//! Bounded, jittered retry with a per-attempt deadline.
//!
//! Every adapter call the engine makes goes through [`retry_transient`]:
//! each attempt runs under `tokio::time::timeout`, transient failures and
//! timeouts back off exponentially, everything else returns at once.

use std::future::Future;
use std::sync::Arc;
use std::time::Duration;

use async_trait::async_trait;
use bytes::Bytes;
use ebdms_catalog::CatalogError;
use ebdms_store::{CompletedPart, ObjectMeta, ObjectStore, StoreError, StoreResult, UploadId};
use ebdms_types::ObjectKey;
use rand::Rng;

use crate::config::RetryConfig;
use crate::error::RegistryError;

/// Errors a retry loop can classify.
pub trait Transient {
    fn is_transient(&self) -> bool;
}

impl Transient for StoreError {
    fn is_transient(&self) -> bool {
        StoreError::is_transient(self)
    }
}

impl Transient for CatalogError {
    fn is_transient(&self) -> bool {
        CatalogError::is_transient(self)
    }
}

/// Why a retried call gave up.
#[derive(Debug)]
pub enum RetryError<E> {
    /// The last attempt did not finish before its deadline.
    TimedOut {
        operation: &'static str,
        after: Duration,
    },
    Failed(E),
}

impl<E> From<RetryError<E>> for RegistryError
where
    E: Into<RegistryError>,
{
    fn from(err: RetryError<E>) -> Self {
        match err {
            RetryError::TimedOut { operation, after } => RegistryError::Timeout {
                operation: operation.to_string(),
                elapsed_ms: after.as_millis() as u64,
            },
            RetryError::Failed(e) => e.into(),
        }
    }
}

/// Delay before attempt `attempt + 1` (1-based `attempt`).
pub fn backoff_delay(policy: &RetryConfig, attempt: u32) -> Duration {
    let exp = attempt.saturating_sub(1).min(16);
    let delay = policy
        .base_delay()
        .saturating_mul(1u32 << exp)
        .min(policy.max_delay());
    if policy.jitter && !delay.is_zero() {
        // Equal jitter: half fixed, half random.
        let half = delay / 2;
        let spread = rand::thread_rng().gen_range(0..=half.as_millis() as u64);
        half + Duration::from_millis(spread)
    } else {
        delay
    }
}

/// Run `call` until it succeeds, fails permanently, or the attempt budget
/// runs out.
pub async fn retry_transient<T, E, F, Fut>(
    policy: &RetryConfig,
    deadline: Duration,
    operation: &'static str,
    mut call: F,
) -> Result<T, RetryError<E>>
where
    E: Transient + std::fmt::Display,
    F: FnMut() -> Fut,
    Fut: Future<Output = Result<T, E>>,
{
    let max_attempts = policy.max_attempts.max(1);
    let mut attempt = 1;
    loop {
        let outcome = match tokio::time::timeout(deadline, call()).await {
            Ok(Ok(value)) => return Ok(value),
            Ok(Err(e)) if !e.is_transient() => return Err(RetryError::Failed(e)),
            Ok(Err(e)) => RetryError::Failed(e),
            Err(_) => RetryError::TimedOut {
                operation,
                after: deadline,
            },
        };
        if attempt >= max_attempts {
            tracing::warn!(operation, attempt, "retries exhausted");
            return Err(outcome);
        }
        let delay = backoff_delay(policy, attempt);
        match &outcome {
            RetryError::Failed(e) => {
                tracing::warn!(operation, attempt, error = %e, delay_ms = delay.as_millis() as u64, "transient failure, retrying")
            }
            RetryError::TimedOut { .. } => {
                tracing::warn!(operation, attempt, delay_ms = delay.as_millis() as u64, "attempt timed out, retrying")
            }
        }
        tokio::time::sleep(delay).await;
        attempt += 1;
    }
}

/// [`ObjectStore`] decorator applying the retry policy to every call.
///
/// Handed to the multipart uploader so each part gets its own retries and
/// deadline. A final timeout surfaces as [`StoreError::Unavailable`].
pub struct RetryingObjectStore {
    inner: Arc<dyn ObjectStore>,
    policy: RetryConfig,
    deadline: Duration,
}

impl RetryingObjectStore {
    pub fn new(inner: Arc<dyn ObjectStore>, policy: RetryConfig, deadline: Duration) -> Self {
        Self {
            inner,
            policy,
            deadline,
        }
    }

    async fn run<T, F, Fut>(&self, operation: &'static str, call: F) -> StoreResult<T>
    where
        F: FnMut() -> Fut,
        Fut: Future<Output = StoreResult<T>>,
    {
        retry_transient(&self.policy, self.deadline, operation, call)
            .await
            .map_err(|e| match e {
                RetryError::Failed(e) => e,
                RetryError::TimedOut { operation, after } => StoreError::Unavailable(format!(
                    "{operation} timed out after {} ms",
                    after.as_millis()
                )),
            })
    }
}

#[async_trait]
impl ObjectStore for RetryingObjectStore {
    async fn put(&self, key: &ObjectKey, data: Bytes) -> StoreResult<ObjectMeta> {
        self.run("store.put", || self.inner.put(key, data.clone())).await
    }

    async fn get(&self, key: &ObjectKey) -> StoreResult<Bytes> {
        self.run("store.get", || self.inner.get(key)).await
    }

    async fn head(&self, key: &ObjectKey) -> StoreResult<Option<ObjectMeta>> {
        self.run("store.head", || self.inner.head(key)).await
    }

    async fn delete(&self, key: &ObjectKey) -> StoreResult<()> {
        self.run("store.delete", || self.inner.delete(key)).await
    }

    async fn create_multipart(&self, key: &ObjectKey) -> StoreResult<UploadId> {
        self.run("store.create_multipart", || self.inner.create_multipart(key))
            .await
    }

    async fn upload_part(
        &self,
        upload: &UploadId,
        part_number: u32,
        data: Bytes,
    ) -> StoreResult<CompletedPart> {
        self.run("store.upload_part", || {
            self.inner.upload_part(upload, part_number, data.clone())
        })
        .await
    }

    async fn complete_multipart(
        &self,
        upload: &UploadId,
        parts: Vec<CompletedPart>,
    ) -> StoreResult<ObjectMeta> {
        self.run("store.complete_multipart", || {
            self.inner.complete_multipart(upload, parts.clone())
        })
        .await
    }

    async fn abort_multipart(&self, upload: &UploadId) -> StoreResult<()> {
        self.run("store.abort_multipart", || self.inner.abort_multipart(upload))
            .await
    }
}

#[cfg(test)]
mod tests {
    use std::sync::atomic::{AtomicU32, Ordering};

    use ebdms_store::InMemoryObjectStore;

    use super::*;

    #[derive(Debug)]
    struct Flaky(bool);

    impl Transient for Flaky {
        fn is_transient(&self) -> bool {
            self.0
        }
    }

    impl std::fmt::Display for Flaky {
        fn fmt(&self, f: &mut std::fmt::Formatter<'_>) -> std::fmt::Result {
            write!(f, "flaky({})", self.0)
        }
    }

    const DEADLINE: Duration = Duration::from_secs(5);

    #[tokio::test]
    async fn transient_failures_are_retried_until_success() {
        let calls = AtomicU32::new(0);
        let result: Result<u32, _> = retry_transient(&RetryConfig::immediate(3), DEADLINE, "op", || {
            let n = calls.fetch_add(1, Ordering::SeqCst);
            async move {
                if n < 2 {
                    Err(Flaky(true))
                } else {
                    Ok(n)
                }
            }
        })
        .await;
        assert_eq!(result.unwrap(), 2);
        assert_eq!(calls.load(Ordering::SeqCst), 3);
    }

    #[tokio::test]
    async fn attempts_are_bounded() {
        let calls = AtomicU32::new(0);
        let result: Result<(), _> = retry_transient(&RetryConfig::immediate(3), DEADLINE, "op", || {
            calls.fetch_add(1, Ordering::SeqCst);
            async { Err(Flaky(true)) }
        })
        .await;
        assert!(matches!(result, Err(RetryError::Failed(Flaky(true)))));
        assert_eq!(calls.load(Ordering::SeqCst), 3);
    }

    #[tokio::test]
    async fn permanent_failures_are_not_retried() {
        let calls = AtomicU32::new(0);
        let result: Result<(), _> = retry_transient(&RetryConfig::immediate(3), DEADLINE, "op", || {
            calls.fetch_add(1, Ordering::SeqCst);
            async { Err(Flaky(false)) }
        })
        .await;
        assert!(result.is_err());
        assert_eq!(calls.load(Ordering::SeqCst), 1);
    }

    #[tokio::test]
    async fn slow_calls_time_out() {
        let result: Result<(), RetryError<Flaky>> = retry_transient(
            &RetryConfig::immediate(2),
            Duration::from_millis(10),
            "catalog.slow",
            || async {
                tokio::time::sleep(Duration::from_millis(200)).await;
                Ok(())
            },
        )
        .await;
        let err: RegistryError = match result {
            Err(RetryError::TimedOut { operation, after }) => RetryError::<StoreError>::TimedOut { operation, after }.into(),
            other => panic!("expected timeout, got {other:?}"),
        };
        assert!(matches!(err, RegistryError::Timeout { ref operation, .. } if operation == "catalog.slow"));
        assert_eq!(err.http_status(), 504);
    }

    #[test]
    fn backoff_grows_and_caps() {
        let policy = RetryConfig {
            max_attempts: 10,
            base_delay_ms: 200,
            max_delay_ms: 1_000,
            jitter: false,
        };
        assert_eq!(backoff_delay(&policy, 1), Duration::from_millis(200));
        assert_eq!(backoff_delay(&policy, 2), Duration::from_millis(400));
        assert_eq!(backoff_delay(&policy, 3), Duration::from_millis(800));
        assert_eq!(backoff_delay(&policy, 4), Duration::from_millis(1_000));
        assert_eq!(backoff_delay(&policy, 40), Duration::from_millis(1_000));
    }

    #[test]
    fn jitter_stays_within_bounds() {
        let policy = RetryConfig::default();
        for attempt in 1..5 {
            let unjittered = backoff_delay(
                &RetryConfig {
                    jitter: false,
                    ..policy.clone()
                },
                attempt,
            );
            let d = backoff_delay(&policy, attempt);
            assert!(d >= unjittered / 2 && d <= unjittered);
        }
    }

    #[tokio::test]
    async fn retrying_store_absorbs_injected_faults() {
        let inner = Arc::new(InMemoryObjectStore::new());
        let store = RetryingObjectStore::new(inner.clone(), RetryConfig::immediate(3), DEADLINE);
        let key = ObjectKey::from_raw("files/p1/k").unwrap();

        inner.fail_next(2);
        store.put(&key, Bytes::from_static(b"abc")).await.unwrap();
        assert_eq!(store.get(&key).await.unwrap(), Bytes::from_static(b"abc"));

        inner.fail_next(3);
        assert!(matches!(
            store.head(&key).await,
            Err(StoreError::Unavailable(_))
        ));
    }
}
● ● ●
### Task to carry out
Check every line of the entries for the string "InMemoryObjectStore". Give only the number of lines that hold it.

### Task solution
2